«

I always re-install my BIOS when doing a clean install - just to be sure.
--
John the West Ham fan


<><


"~BD~" <.> wrote in message
news:...
> Quote:
>
> "Researchers have demonstrated how to create rootkits that survive
> hard-disk reformatting by injecting malware into the low-level system
> instructions of a target computer.
>
> The researchers, from Core Security Technologies, used the techniques to
> inject rootkits into two computers, one running the OpenBSD operating
> system and the other Windows. Because the infection lives in the
> computer's BIOS, or basic input/output system, it persists even after the
> operating system is reinstalled or a computer's hard drive is replaced."
>
> Ref: http://www.theregister.co.uk/2009/03...bios_rootkits/
>
>
> The article goes on to say .......
>
>
> "Of course, injecting code into the BIOS is no easy feat.
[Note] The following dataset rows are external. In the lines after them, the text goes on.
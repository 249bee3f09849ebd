//! HTTP middleware for request processing and protection.
//!
//! Provides CORS headers, panic conversion, rate limiting, and observability.

pub mod catch_panic;
pub mod cors;
pub mod rate_limit;
pub mod tracing;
It requires
> physical access to the machine or an exploit that hands an attacker
> unfettered root access."
>
> I asked this question year ago and cannot recall receiving an answer:
>
> "If one connects to another server deliberately - for the purpose of
> sending and receiving messages in a newsgroup (making a hole in one's
> defences) - might this be giving "unfettered root access" if one is
> operating with Administrator privileges?"
>
> What I was trying to ascertain by asking this question was whether or not
> connecting to a newsgroup server (like Eternal-September or aioe.org) or a
> 'private' server, like www.Annexcafe.com or www.dogagent.com, might put
> one at additional risk.
>
> I fully appreciate that one is personally responsible for protecting one's
> machine(s) but many, many, folk do not. Bad guys are clever. If persistent
> bios rootkits *are* 'in the wild' millions of computers which have
> supposedly been 'cleaned' may still be doing dirty deeds without the
> knowledge of the user.
>
> Discussion welcomed.
>
> --
> Dave - I *did* destroy my machine eventually, with reluctance.